In situ diagnostics for ultra-long-cycling organic redox flow batteries

Compared with other methods of large-scale energy storage, organic redox flow batteries (ORFBs) have emerged as a promising technology class for reliable and cost-effective integration of renewables into the electricity grid. Operated by pumping solution-phase redox active species from external storage tanks into electrochemical cells, ORFBs enable independent scaling of energy and power densities using materials that are cheap, safe and earth-abundant. As for long discharge durations, ORFB levelized costs depend critically on electrolyte lifetime, the development of new or tailored techniques capable of rationalising full cell capacity-fade in terms of specific mechanisms of molecular loss is critical. This is especially true for long-cycling cells exhibiting capacity fade rates of less than 0.1% / day, for which methods based on conventional galvanostatic cycling have proven to be unreliable. Recently, two in situ NMR methods were developed that enabled real-time evaluation of electrolyte decomposition mechanisms and battery self-discharge. Here, we propose to use such methods, along with a variety of electrochemical techniques, to deconvolute simultaneous contributions to capacity-fade arising from active species crossover and electrolyte decomposition. Using a diverse synthetic library of viologen-based active species, which we will develop based on preliminary results obtained during the Midi project, we will investigate changes in chemical stability, solubility and trans-membrane flux that take place during cycling. Additionally, by oligomerising redox active species, complex processes involving inter-pendant electron transfers that influence electrochemical kinetics can also be studied. We ultimately hope to tie these trends to structural features of both the redox active molecules and membrane materials to enable design of new, ultra-long cycling ORFB systems.

Our main impacts will be:
- a new generation of interdisciplinary nano researchers with expertise across science and innovation, fluent in the combination of approaches and technologies
- strategic developments in the study and control of nano-interfaces connecting complex architectures, for advances in emerging scientific grand challenges across vital areas of energy, health and ICT
- integration of new functional nanotechnologies together by harnessing nano-interfaces within larger application systems, and their translation into innovative products and services through our industry partners and student-led spin-outs
- a paradigm change of collaborative outlook in this science and technology
- a strong interaction with stakeholders including outreach and public engagement with cutting edge nano research
- improved use of interdisciplinary working tools including management, discipline bridging and IT

Economic impact of the new CDT is focused through our industrial engagement programme, as well as our innovation training. Our partner companies include - NPL, Hitachi, Oxford Nanopore, TWI, ARM, Eight19, Mursla, Britvic, Nokia Bell Labs, IBM, Merck, Oxford Instruments, Aixtron, Cambridge Display Technologies, Fluidic Analytics, Emberion, Schlumberger, Applied Materials and others. Such partnerships are crucial for the UK to revive high value manufacturing as the key pillar to lead for future technologies. We evidence this via the large number of CDT projects resulting in patents, with their exploitation supported by Cambridge Enterprise and our Industry Partners, and direct economic impact has also resulted from the large proportion of our students/alumni joining industry (a key outcome), or founding startups including: Echion Technologies (battery materials), Inkling Cambridge (Graphene inks and composites), HexagonFab (2D materials), Simprints (low-cost biometrics), Cortirio (rapid diagnosis of brain injury).

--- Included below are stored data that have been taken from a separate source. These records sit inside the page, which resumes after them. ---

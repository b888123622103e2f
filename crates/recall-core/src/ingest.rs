//! Embedding ingest worker.
//!
//! Drains the embedding job queue with at-least-once semantics:
//!
//! 1. Claim up to `batch_size` jobs, oldest first, under a lease.
//! 2. Per job: load the memory, render facets, embed. The combined facet is
//!    mandatory; the others are best-effort.
//! 3. Success writes all vectors, marks the memory `ready`, deletes the job.
//! 4. A retryable failure bumps `tries`; at `max_tries` the memory is
//!    quarantined (`failed`) and the job deleted. A failure that no retry can
//!    fix (malformed record, rejected write) quarantines at once.
//!
//! Every write tolerates being applied twice so duplicate processing after a
//! lapsed lease is harmless.

use std::sync::Arc;
use std::time::Duration;

use chrono::Utc;
use serde::{Deserialize, Serialize};
use tokio::sync::{watch, Mutex};
use tokio::time::Instant;
use tracing::{debug, error, info, instrument, warn};

use recall_state::{
    EmbeddingJob, EmbeddingQueue, EmbeddingWrite, FacetEmbeddings, MemoryId, MemoryRecord,
    MemoryStore, StorageError,
};

use crate::config::WorkerConfig;
use crate::embedding::{EmbeddingError, EmbeddingProvider};
use crate::error::{RecallError, Result};
use crate::facets::{FacetTextRenderer, FacetTexts};
use crate::obs::{
    emit_job_dropped, emit_job_quarantined, emit_job_retry, emit_job_succeeded, WorkerSpan,
};

/// What happened to one claimed job.
#[derive(Debug, Clone, Copy, PartialEq, Eq)]
pub enum JobOutcome {
    Succeeded,
    Retried { tries: u32 },
    Quarantined { tries: u32 },
    Dropped,
}

/// Counts for one pass over the queue.
#[derive(Debug, Clone, Copy, Default, PartialEq, Eq, Serialize, Deserialize)]
pub struct PassReport {
    pub claimed: usize,
    pub succeeded: usize,
    pub retried: usize,
    pub quarantined: usize,
    pub dropped: usize,
    /// Jobs whose bookkeeping failed; their lease will lapse and they will be
    /// picked up again.
    pub errored: usize,
}

impl PassReport {
    fn record(&mut self, outcome: JobOutcome) {
        match outcome {
            JobOutcome::Succeeded => self.succeeded += 1,
            JobOutcome::Retried { .. } => self.retried += 1,
            JobOutcome::Quarantined { .. } => self.quarantined += 1,
            JobOutcome::Dropped => self.dropped += 1,
        }
    }

    pub fn is_idle(&self) -> bool {
        self.claimed == 0
    }

    /// Work was done and nothing was left behind for a retry.
    pub fn is_clean(&self) -> bool {
        self.claimed > 0 && self.retried == 0 && self.errored == 0
    }
}

/// Exponential idle-poll delay: `base * 2^(idle_passes - 1)`, capped at
/// `max`, then spread by `±jitter` using `unit` drawn from [0, 1).
pub fn backoff_delay(
    base: Duration,
    max: Duration,
    jitter: f64,
    idle_passes: u32,
    unit: f64,
) -> Duration {
    let exponent = idle_passes.saturating_sub(1).min(20);
    let raw = base.saturating_mul(1u32 << exponent).min(max);
    let spread = (unit * 2.0 - 1.0) * jitter;
    raw.mul_f64((1.0 + spread).max(0.0))
}

/// Spaces provider work at least `interval` apart, across passes.
struct Pacer {
    interval: Duration,
    next_slot: Mutex<Option<Instant>>,
}

impl Pacer {
    fn new(interval: Duration) -> Self {
        Self {
            interval,
            next_slot: Mutex::new(None),
        }
    }

    async fn wait(&self) {
        if self.interval.is_zero() {
            return;
        }
        let mut next_slot = self.next_slot.lock().await;
        if let Some(at) = *next_slot {
            tokio::time::sleep_until(at).await;
        }
        *next_slot = Some(Instant::now() + self.interval);
    }
}

pub struct IngestWorker {
    store: Arc<dyn MemoryStore>,
    queue: Arc<dyn EmbeddingQueue>,
    provider: Arc<dyn EmbeddingProvider>,
    renderer: FacetTextRenderer,
    pacer: Pacer,
    config: WorkerConfig,
}

impl IngestWorker {
    pub fn new(
        store: Arc<dyn MemoryStore>,
        queue: Arc<dyn EmbeddingQueue>,
        provider: Arc<dyn EmbeddingProvider>,
        config: WorkerConfig,
    ) -> Result<Self> {
        config.validate()?;
        Ok(Self {
            store,
            queue,
            provider,
            renderer: FacetTextRenderer::new(),
            pacer: Pacer::new(config.rate_limit()),
            config,
        })
    }

    pub fn config(&self) -> &WorkerConfig {
        &self.config
    }

    /// Claim one batch and process it.
    pub async fn run_once(&self) -> Result<PassReport> {
        WorkerSpan::new(&self.config.worker_id)
            .instrument(self.pass())
            .await
    }

    async fn pass(&self) -> Result<PassReport> {
        let jobs = self
            .queue
            .claim_batch(
                &self.config.worker_id,
                self.config.batch_size,
                self.config.claim_lease(),
            )
            .await?;

        let mut report = PassReport {
            claimed: jobs.len(),
            ..Default::default()
        };
        if jobs.is_empty() {
            return Ok(report);
        }
        debug!(claimed = jobs.len(), "processing batch");

        for job in &jobs {
            self.pacer.wait().await;
            match self.process_job(job).await {
                Ok(outcome) => report.record(outcome),
                Err(e) => {
                    error!(job_id = %job.job_id, memory_id = %job.memory_id, error = %e, "job bookkeeping failed");
                    report.errored += 1;
                }
            }
        }

        info!(
            claimed = report.claimed,
            succeeded = report.succeeded,
            retried = report.retried,
            quarantined = report.quarantined,
            dropped = report.dropped,
            errored = report.errored,
            "ingest pass complete"
        );
        Ok(report)
    }

    /// Poll until `shutdown` flips to `true` or its sender is dropped.
    ///
    /// Sleeps with exponential backoff and jitter after empty or failed
    /// passes, and after passes that left jobs behind for a retry. Only a
    /// clean pass resets the backoff and polls again immediately.
    pub async fn run(&self, mut shutdown: watch::Receiver<bool>) -> Result<()> {
        info!(worker_id = %self.config.worker_id, "ingest worker started");
        let mut idle_passes = 0u32;

        loop {
            if *shutdown.borrow() {
                break;
            }
            match self.run_once().await {
                Ok(report) if report.is_clean() => {
                    idle_passes = 0;
                    continue;
                }
                Ok(_) => idle_passes = idle_passes.saturating_add(1),
                Err(e) => {
                    error!(error = %e, "ingest pass failed");
                    idle_passes = idle_passes.saturating_add(1);
                }
            }

            let delay = backoff_delay(
                Duration::from_millis(self.config.poll_base_ms),
                Duration::from_millis(self.config.poll_max_ms),
                self.config.poll_jitter,
                idle_passes,
                rand::random::<f64>(),
            );
            debug!(delay_ms = delay.as_millis() as u64, idle_passes, "backing off");
            tokio::select! {
                _ = tokio::time::sleep(delay) => {}
                changed = shutdown.changed() => {
                    if changed.is_err() {
                        break;
                    }
                }
            }
        }

        info!(worker_id = %self.config.worker_id, "ingest worker stopped");
        Ok(())
    }

    /// Process one claimed job. `Err` only for storage failures in the
    /// job's own bookkeeping.
    pub async fn process_job(&self, job: &EmbeddingJob) -> Result<JobOutcome> {
        let Some(record) = self.store.get_memory(&job.memory_id).await? else {
            self.queue.delete_job(&job.job_id).await?;
            emit_job_dropped(job.job_id.as_str(), job.memory_id.as_str(), "memory vanished");
            return Ok(JobOutcome::Dropped);
        };

        if record.embedding_status.is_terminal() {
            // Another worker finished it, or it was quarantined.
            self.queue.delete_job(&job.job_id).await?;
            emit_job_dropped(
                job.job_id.as_str(),
                job.memory_id.as_str(),
                record.embedding_status.as_str(),
            );
            return Ok(JobOutcome::Dropped);
        }

        let write = match self.embed_record(&record).await {
            Ok(write) => write,
            Err(e) => return self.handle_failure(job, e).await,
        };

        let facets_embedded = count_facets(&write.embeddings);
        match self.store.write_embeddings(&job.memory_id, write).await {
            Ok(()) => {
                self.queue.delete_job(&job.job_id).await?;
                emit_job_succeeded(job.job_id.as_str(), job.memory_id.as_str(), facets_embedded);
                Ok(JobOutcome::Succeeded)
            }
            Err(StorageError::TerminalState { status, .. }) => {
                self.queue.delete_job(&job.job_id).await?;
                emit_job_dropped(job.job_id.as_str(), job.memory_id.as_str(), &status);
                Ok(JobOutcome::Dropped)
            }
            Err(StorageError::MemoryNotFound { .. }) => {
                self.queue.delete_job(&job.job_id).await?;
                emit_job_dropped(job.job_id.as_str(), job.memory_id.as_str(), "memory vanished");
                Ok(JobOutcome::Dropped)
            }
            Err(e) => self.handle_failure(job, e.into()).await,
        }
    }

    /// Retryable failures spend one try; anything else quarantines at once.
    async fn handle_failure(&self, job: &EmbeddingJob, cause: RecallError) -> Result<JobOutcome> {
        if cause.is_retryable() {
            self.fail_job(job, cause).await
        } else {
            self.drop_unrecoverable(job, &cause).await
        }
    }

    /// Render and embed all facets. Only a combined-facet failure is an error.
    async fn embed_record(&self, record: &MemoryRecord) -> Result<EmbeddingWrite> {
        let facets = self.renderer.render(record);
        if facets.is_empty() {
            return Err(RecallError::MalformedRecord {
                memory_id: record.memory_id.to_string(),
                reason: "no usable fields to render".into(),
            });
        }

        let combined = match self.provider.embed(&facets.combined).await {
            Ok(v) if !v.is_empty() => v,
            Ok(_) => {
                return Err(RecallError::TransientProvider(
                    "provider returned an empty combined vector".into(),
                ))
            }
            Err(EmbeddingError::EmptyInput) => {
                return Err(RecallError::MalformedRecord {
                    memory_id: record.memory_id.to_string(),
                    reason: "combined text is empty".into(),
                })
            }
            Err(e) => return Err(e.into()),
        };

        let context = self
            .embed_facet(&record.memory_id, "context", &facets.context, &facets, &combined)
            .await;
        let prediction = self
            .embed_facet(&record.memory_id, "prediction", &facets.prediction, &facets, &combined)
            .await;
        let outcome = self
            .embed_facet(&record.memory_id, "outcome", &facets.outcome, &facets, &combined)
            .await;

        Ok(EmbeddingWrite {
            embeddings: FacetEmbeddings {
                context,
                prediction,
                outcome,
                combined: Some(combined),
            },
            model: self.provider.model_name().to_string(),
            generated_at: Utc::now(),
        })
    }

    /// Best-effort facet embedding. Facets that fell back to the combined
    /// text reuse the combined vector.
    async fn embed_facet(
        &self,
        memory_id: &MemoryId,
        facet: &str,
        text: &str,
        facets: &FacetTexts,
        combined: &[f32],
    ) -> Option<Vec<f32>> {
        if text == facets.combined {
            return Some(combined.to_vec());
        }
        match self.provider.embed(text).await {
            Ok(v) if !v.is_empty() => Some(v),
            Ok(_) => {
                warn!(memory_id = %memory_id, facet, "empty facet vector, skipping");
                None
            }
            Err(e) => {
                warn!(memory_id = %memory_id, facet, error = %e, "facet embedding failed, skipping");
                None
            }
        }
    }

    /// Retrying cannot help: quarantine without spending the retry budget.
    async fn drop_unrecoverable(
        &self,
        job: &EmbeddingJob,
        cause: &RecallError,
    ) -> Result<JobOutcome> {
        self.quarantine_record(&job.memory_id).await?;
        self.queue.delete_job(&job.job_id).await?;
        emit_job_dropped(job.job_id.as_str(), job.memory_id.as_str(), &cause.to_string());
        Ok(JobOutcome::Dropped)
    }

    async fn fail_job(&self, job: &EmbeddingJob, cause: RecallError) -> Result<JobOutcome> {
        let Some(tries) = self.queue.record_failure(&job.job_id).await? else {
            // Deleted under us by another worker.
            emit_job_dropped(job.job_id.as_str(), job.memory_id.as_str(), "job vanished");
            return Ok(JobOutcome::Dropped);
        };

        if tries < self.config.max_tries {
            emit_job_retry(job.job_id.as_str(), job.memory_id.as_str(), tries, &cause);
            return Ok(JobOutcome::Retried { tries });
        }

        self.quarantine_record(&job.memory_id).await?;
        self.queue.delete_job(&job.job_id).await?;
        let quarantined = RecallError::Quarantined {
            memory_id: job.memory_id.to_string(),
            tries,
        };
        emit_job_quarantined(
            job.job_id.as_str(),
            job.memory_id.as_str(),
            tries,
            &format!("{quarantined}: {cause}"),
        );
        Ok(JobOutcome::Quarantined { tries })
    }

    /// Mark failed, tolerating a record that already left `pending` or vanished.
    async fn quarantine_record(&self, memory_id: &MemoryId) -> Result<()> {
        match self.store.mark_failed(memory_id).await {
            Ok(()) => Ok(()),
            Err(StorageError::TerminalState { status, .. }) => {
                debug!(memory_id = %memory_id, status = %status, "memory already terminal");
                Ok(())
            }
            Err(StorageError::MemoryNotFound { .. }) => Ok(()),
            Err(e) => Err(e.into()),
        }
    }
}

Training impact emerges through not just the vast array of Nano techniques and ideas that our cohorts and associated students are exposed to, but also the interdisciplinary experience that accrues to all the academics. In particular the younger researchers coming into the University are plugged into a thriving programme that connects their work to many other sciences, applications, and societal challenges. Interactions with external partners, including companies, are also strong and our intern programme will greatly strengthen training outcomes.

Academic impact is fostered by ensuring strong coherent plans for research in the early years, and also the strong focus of the whole CDT on study and control of nano-interfaces connecting complex architectures. Our track record for CDT student-led publications is already strong, including 4 Nature/Science, 6 Nature Chem/Nano/Mat, 13 Nat. Comm., with student publications receiving >6000 citations in total, including 16 papers with >100 citations each and high altmetric scores. Students have also given talks and posters at international conferences and won numerous awards/fellowships for research excellence.

Societal impacts arise from both the progression of our cohorts into their careers as well as their interaction with the media, public, and sponsors. We directly encourage a wide variety of engagement, including interaction with >5000 members of the public each year (mostly pre-university) through Nano exhibits during public events such as the Cambridge Science Festival and Royal Society Summer Science Exhibition, and also art-science collaborations to reach new audiences. We also run public policy and global challenges workshops, and will further develop this aspect with external partners. Our efforts to bring societal challenges to students' awareness frames their view of what a successful career looks like. Longer term societal impact comes directly from our engagement with partner companies creating jobs and know-how in the UK.